As a young man, Phillips attended Harvard University in in 1910 in the newly formed and innovative program awarding Masters of Landscape Architecture degrees under Charles Eliot and Frederick Law Olmsted, Jr., the son of Frederick Law Olmsted who famously designed Central Park in New York City and Golden Gate Park in San Francisco. Harvard was establishing a groundbreaking new field of study that combined architecture, design, civil engineering, the arts, horticulture, geology, and countless other disciplines needed in order to manipulate natural landscapes to enhance both their usefulness and their beauty. They were focused on unifying all of the elements of landscape—such as plants, water, architecture and their form, color and scale—into a seamless and integrated experience for people. There was a need for landscape architects because of the vast swaths of land the United States had that was yet to be properly cultivated in the early 20th century. The program also put into place the basic tenets of the field of study which is still very much in demand today. Phillips graduated and was immediately offered a job with the Olmsted Brothers firm, evidence of his already burgeoning mastery of the field.

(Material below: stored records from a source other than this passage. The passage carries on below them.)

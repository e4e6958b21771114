//! Application configuration
//!
//! Configuration is loaded from:
//! 1. Default values
//! 2. Config file (~/.config/dentsync/config.toml)
//! 3. Environment variables (DENTSYNC_* prefix)
//!
//! Environment variables take precedence over config file values.

use std::collections::BTreeMap;
use std::path::PathBuf;
use std::time::Duration;

use anyhow::{Context, Result};
use serde::{Deserialize, Serialize};
use tracing::warn;

use crate::models::EntityType;
use crate::resolver::{ConflictPolicy, ConflictResolver};

/// Environment variable prefix
const ENV_PREFIX: &str = "DENTSYNC";

/// Application configuration
#[derive(Debug, Clone, Serialize, Deserialize)]
pub struct Config {
    /// Directory for data storage (SQLite db)
    #[serde(default = "default_data_dir")]
    pub data_dir: PathBuf,

    /// Seconds between opportunistic flushes while online
    #[serde(default = "default_flush_interval_secs")]
    pub flush_interval_secs: u64,

    /// Maximum mutations written per flush
    #[serde(default = "default_flush_batch_size")]
    pub flush_batch_size: usize,

    /// Transient failures tolerated before a mutation is dead-lettered
    #[serde(default = "default_max_retries")]
    pub max_retries: u32,

    /// Maximum queued mutations; the oldest is dropped on overflow
    #[serde(default = "default_queue_capacity")]
    pub queue_capacity: usize,

    /// First retry delay after a transient failure
    #[serde(default = "default_initial_retry_delay_ms")]
    pub initial_retry_delay_ms: u64,

    /// Upper bound for the retry delay
    #[serde(default = "default_max_retry_delay_ms")]
    pub max_retry_delay_ms: u64,

    /// Conflict policy per entity type (entity name → policy)
    #[serde(default)]
    pub conflict_policies: BTreeMap<String, ConflictPolicy>,

    /// Log file path (stderr when unset)
    #[serde(default)]
    pub log_file: Option<PathBuf>,
}

impl Default for Config {
    fn default() -> Self {
        Self {
            data_dir: default_data_dir(),
            flush_interval_secs: default_flush_interval_secs(),
            flush_batch_size: default_flush_batch_size(),
            max_retries: default_max_retries(),
            queue_capacity: default_queue_capacity(),
            initial_retry_delay_ms: default_initial_retry_delay_ms(),
            max_retry_delay_ms: default_max_retry_delay_ms(),
            conflict_policies: BTreeMap::new(),
            log_file: None,
        }
    }
}

impl Config {
    /// Load configuration from default location and environment
    ///
    /// Order of precedence (highest to lowest):
    /// 1. Environment variables (DENTSYNC_DATA_DIR, DENTSYNC_FLUSH_INTERVAL_SECS, ...)
    /// 2. Config file (~/.config/dentsync/config.toml or DENTSYNC_CONFIG)
    /// 3. Default values
    pub fn load() -> Result<Self> {
        Self::load_from_path(&Self::config_file_path())
    }

    /// Load configuration, preferring a path given on the command line
    pub fn load_with_cli_override(path: Option<&PathBuf>) -> Result<Self> {
        match path {
            Some(path) => Self::load_from_path(path),
            None => Self::load(),
        }
    }

    /// Load configuration from a specific path
    ///
    /// Environment variables are still applied as overrides.
    /// If the file doesn't exist, defaults are used.
    pub fn load_from_path(path: &PathBuf) -> Result<Self> {
        let mut config = if path.exists() {
            let content = std::fs::read_to_string(path)
                .with_context(|| format!("Failed to read config file: {:?}", path))?;
            toml::from_str(&content)
                .with_context(|| format!("Failed to parse config file: {:?}", path))?
        } else {
            Self::default()
        };

        config.apply_env_overrides();
        config.ensure_data_dir()?;
        Ok(config)
    }

    /// Load configuration from a TOML string (useful for testing)
    pub fn load_from_str(toml_content: &str) -> Result<Self> {
        let mut config: Config =
            toml::from_str(toml_content).context("Failed to parse config TOML")?;
        config.apply_env_overrides();
        Ok(config)
    }

    /// Apply environment variable overrides
    fn apply_env_overrides(&mut self) {
        // DENTSYNC_DATA_DIR
        if let Ok(val) = std::env::var(format!("{}_DATA_DIR", ENV_PREFIX)) {
            self.data_dir = PathBuf::from(val);
        }

        // DENTSYNC_FLUSH_INTERVAL_SECS
        if let Ok(val) = std::env::var(format!("{}_FLUSH_INTERVAL_SECS", ENV_PREFIX)) {
            match val.parse() {
                Ok(secs) => self.flush_interval_secs = secs,
                Err(_) => warn!("Ignoring invalid {}_FLUSH_INTERVAL_SECS: {}", ENV_PREFIX, val),
            }
        }

        // DENTSYNC_MAX_RETRIES
        if let Ok(val) = std::env::var(format!("{}_MAX_RETRIES", ENV_PREFIX)) {
            match val.parse() {
                Ok(retries) => self.max_retries = retries,
                Err(_) => warn!("Ignoring invalid {}_MAX_RETRIES: {}", ENV_PREFIX, val),
            }
        }

        // DENTSYNC_LOG_FILE
        if let Ok(val) = std::env::var(format!("{}_LOG_FILE", ENV_PREFIX)) {
            self.log_file = if val.is_empty() {
                None
            } else {
                Some(PathBuf::from(val))
            };
        }
    }

    /// Ensure data directory exists
    fn ensure_data_dir(&self) -> Result<()> {
        if !self.data_dir.exists() {
            std::fs::create_dir_all(&self.data_dir)
                .with_context(|| format!("Failed to create data directory: {:?}", self.data_dir))?;
        }
        Ok(())
    }

    /// Save configuration to the default file
    pub fn save(&self) -> Result<()> {
        self.save_to_path(&Self::config_file_path())
    }

    /// Save configuration to a specific file
    pub fn save_to_path(&self, config_path: &PathBuf) -> Result<()> {
        if let Some(parent) = config_path.parent() {
            std::fs::create_dir_all(parent)
                .with_context(|| format!("Failed to create config directory: {:?}", parent))?;
        }

        let content = toml::to_string_pretty(self).context("Failed to serialize config")?;
        std::fs::write(config_path, content)
            .with_context(|| format!("Failed to write config file: {:?}", config_path))?;
        Ok(())
    }

    /// Get the config file path
    ///
    /// Can be overridden with DENTSYNC_CONFIG environment variable
    pub fn config_file_path() -> PathBuf {
        if let Ok(path) = std::env::var(format!("{}_CONFIG", ENV_PREFIX)) {
            return PathBuf::from(path);
        }

        dirs::config_dir()
            .unwrap_or_else(|| PathBuf::from("."))
            .join("dentsync")
            .join("config.toml")
    }

    /// Get the path to the SQLite database
    pub fn sqlite_path(&self) -> PathBuf {
        self.data_dir.join("dentsync.db")
    }

    pub fn flush_interval(&self) -> Duration {
        Duration::from_secs(self.flush_interval_secs.max(1))
    }

    pub fn initial_retry_delay(&self) -> Duration {
        Duration::from_millis(self.initial_retry_delay_ms)
    }

    pub fn max_retry_delay(&self) -> Duration {
        Duration::from_millis(self.max_retry_delay_ms.max(self.initial_retry_delay_ms))
    }

    /// Build the conflict resolver from the configured policies
    ///
    /// Unknown entity names are logged and skipped.
    pub fn resolver(&self) -> ConflictResolver {
        let mut resolver = ConflictResolver::new();
        for (name, policy) in &self.conflict_policies {
            match name.parse::<EntityType>() {
                Ok(entity) => resolver.set_policy(entity, *policy),
                Err(e) => warn!("Ignoring conflict policy: {}", e),
            }
        }
        resolver
    }
}

/// Get the default data directory
fn default_data_dir() -> PathBuf {
    dirs::data_local_dir()
        .unwrap_or_else(|| PathBuf::from("."))
        .join("dentsync")
}

fn default_flush_interval_secs() -> u64 {
    5
}

fn default_flush_batch_size() -> usize {
    25
}

fn default_max_retries() -> u32 {
    5
}

fn default_queue_capacity() -> usize {
    1000
}

fn default_initial_retry_delay_ms() -> u64 {
    1000
}

fn default_max_retry_delay_ms() -> u64 {
    30_000
}

#[cfg(test)]
mod tests {
    use super::*;
    use std::env;
    use std::sync::Mutex;
    use tempfile::TempDir;

    // Mutex to serialize tests that touch environment variables
    static ENV_MUTEX: Mutex<()> = Mutex::new(());

    /// Guard that locks env access and saves/restores env vars
    struct EnvGuard<'a> {
        _lock: std::sync::MutexGuard<'a, ()>,
        saved: Vec<(String, Option<String>)>,
    }

    impl<'a> EnvGuard<'a> {
        fn new(vars: &[&str]) -> Self {
            let lock = ENV_MUTEX.lock().unwrap_or_else(|e| e.into_inner());
            let saved = vars
                .iter()
                .map(|&name| (name.to_string(), env::var(name).ok()))
                .collect();
            for name in vars {
                env::remove_var(name);
            }
            Self { _lock: lock, saved }
        }
    }

    impl Drop for EnvGuard<'_> {
        fn drop(&mut self) {
            for (name, value) in &self.saved {
                match value {
                    Some(v) => env::set_var(name, v),
                    None => env::remove_var(name),
                }
            }
        }
    }

    const ENV_VARS: &[&str] = &[
        "DENTSYNC_DATA_DIR",
        "DENTSYNC_FLUSH_INTERVAL_SECS",
        "DENTSYNC_MAX_RETRIES",
        "DENTSYNC_LOG_FILE",
    ];

    #[test]
    fn test_default_config() {
        let config = Config::default();
        assert_eq!(config.flush_interval_secs, 5);
        assert_eq!(config.flush_batch_size, 25);
        assert_eq!(config.max_retries, 5);
        assert_eq!(config.queue_capacity, 1000);
        assert_eq!(config.initial_retry_delay(), Duration::from_secs(1));
        assert_eq!(config.max_retry_delay(), Duration::from_secs(30));
        assert!(config.log_file.is_none());
        assert!(config.data_dir.ends_with("dentsync"));
    }

    #[test]
    fn test_file_paths() {
        let config = Config::default();
        assert!(config.sqlite_path().ends_with("dentsync.db"));
    }

    #[test]
    fn test_env_override_data_dir() {
        let _guard = EnvGuard::new(ENV_VARS);

        let mut config = Config::default();

        env::set_var("DENTSYNC_DATA_DIR", "/tmp/dentsync-test");
        config.apply_env_overrides();

        assert_eq!(config.data_dir, PathBuf::from("/tmp/dentsync-test"));
    }

    #[test]
    fn test_env_override_numbers() {
        let _guard = EnvGuard::new(ENV_VARS);

        let mut config = Config::default();

        env::set_var("DENTSYNC_FLUSH_INTERVAL_SECS", "30");
        env::set_var("DENTSYNC_MAX_RETRIES", "2");
        config.apply_env_overrides();
        assert_eq!(config.flush_interval_secs, 30);
        assert_eq!(config.max_retries, 2);

        // Invalid values leave the previous setting
        env::set_var("DENTSYNC_MAX_RETRIES", "lots");
        config.apply_env_overrides();
        assert_eq!(config.max_retries, 2);
    }

    #[test]
    fn test_env_override_log_file() {
        let _guard = EnvGuard::new(ENV_VARS);

        let mut config = Config::default();

        env::set_var("DENTSYNC_LOG_FILE", "/tmp/dentsync.log");
        config.apply_env_overrides();
        assert_eq!(config.log_file, Some(PathBuf::from("/tmp/dentsync.log")));

        // Empty string clears it
        env::set_var("DENTSYNC_LOG_FILE", "");
        config.apply_env_overrides();
        assert!(config.log_file.is_none());
    }

    #[test]
    fn test_serialization() {
        let _guard = EnvGuard::new(ENV_VARS);

        let mut config = Config {
            data_dir: PathBuf::from("/data/dentsync"),
            flush_batch_size: 10,
            ..Config::default()
        };
        config
            .conflict_policies
            .insert("appointment".to_string(), ConflictPolicy::Merge);

        let toml_str = toml::to_string_pretty(&config).unwrap();
        assert!(toml_str.contains("data_dir"));
        assert!(toml_str.contains("flush_batch_size"));
        assert!(toml_str.contains("merge"));

        let parsed: Config = toml::from_str(&toml_str).unwrap();
        assert_eq!(parsed.data_dir, config.data_dir);
        assert_eq!(parsed.flush_batch_size, 10);
        assert_eq!(
            parsed.conflict_policies.get("appointment"),
            Some(&ConflictPolicy::Merge)
        );
    }

    #[test]
    fn test_load_from_str() {
        let _guard = EnvGuard::new(ENV_VARS);

        let toml = r#"
            data_dir = "/custom/data"
            max_retries = 3

            [conflict_policies]
            appointment = "latest-timestamp"
            payment = "client-wins"
            invoice = "merge"
        "#;

        let config = Config::load_from_str(toml).unwrap();
        assert_eq!(config.data_dir, PathBuf::from("/custom/data"));
        assert_eq!(config.max_retries, 3);
        assert_eq!(config.flush_interval_secs, 5);

        let resolver = config.resolver();
        assert_eq!(
            resolver.policy_for(EntityType::Appointment),
            ConflictPolicy::LatestTimestamp
        );
        assert_eq!(
            resolver.policy_for(EntityType::Payment),
            ConflictPolicy::ClientWins
        );
        assert_eq!(
            resolver.policy_for(EntityType::Service),
            ConflictPolicy::ServerWins
        );
    }

    #[test]
    fn test_load_from_path_missing_file() {
        let _guard = EnvGuard::new(ENV_VARS);
        let temp_dir = TempDir::new().unwrap();
        env::set_var("DENTSYNC_DATA_DIR", temp_dir.path().join("data"));

        let path = temp_dir.path().join("missing.toml");
        let config = Config::load_from_path(&path).unwrap();
        // Should return defaults when file doesn't exist
        assert_eq!(config.max_retries, 5);
        assert!(config.data_dir.exists());
    }

    #[test]
    fn test_save_and_reload() {
        let _guard = EnvGuard::new(ENV_VARS);
        let temp_dir = TempDir::new().unwrap();
        let path = temp_dir.path().join("nested").join("config.toml");

        let config = Config {
            data_dir: temp_dir.path().join("data"),
            queue_capacity: 50,
            ..Config::default()
        };
        config.save_to_path(&path).unwrap();

        let loaded = Config::load_with_cli_override(Some(&path)).unwrap();
        assert_eq!(loaded.queue_capacity, 50);
        assert_eq!(loaded.data_dir, temp_dir.path().join("data"));
    }
}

But he passed on the offer, hoping to create some distance from his teachers and make a name in his own right. After university, he went to work in Montreal, but ended up returning to America to finally work for the Olmsted Brothers, a partnership that would influence all of them for the rest of their lives. Phillips briefly left their employ to go on “the Grand Tour,” travelling around Europe, sketching every possible landscape and soaking in what his predecessors on the continent had developed. While there, he was offered a position working in Panama in the area surrounding a new canal project. Afterward he bounced around various design and architecture jobs until 1924 when he was sent by the Olmsted Brothers to head up the Mountain Lake Sanctuary, now famous for its gothic revival Bok Tower. He was finally in Florida, where he would find inspiration in the tropics for the rest of his life and make an indelible mark on the land with his work.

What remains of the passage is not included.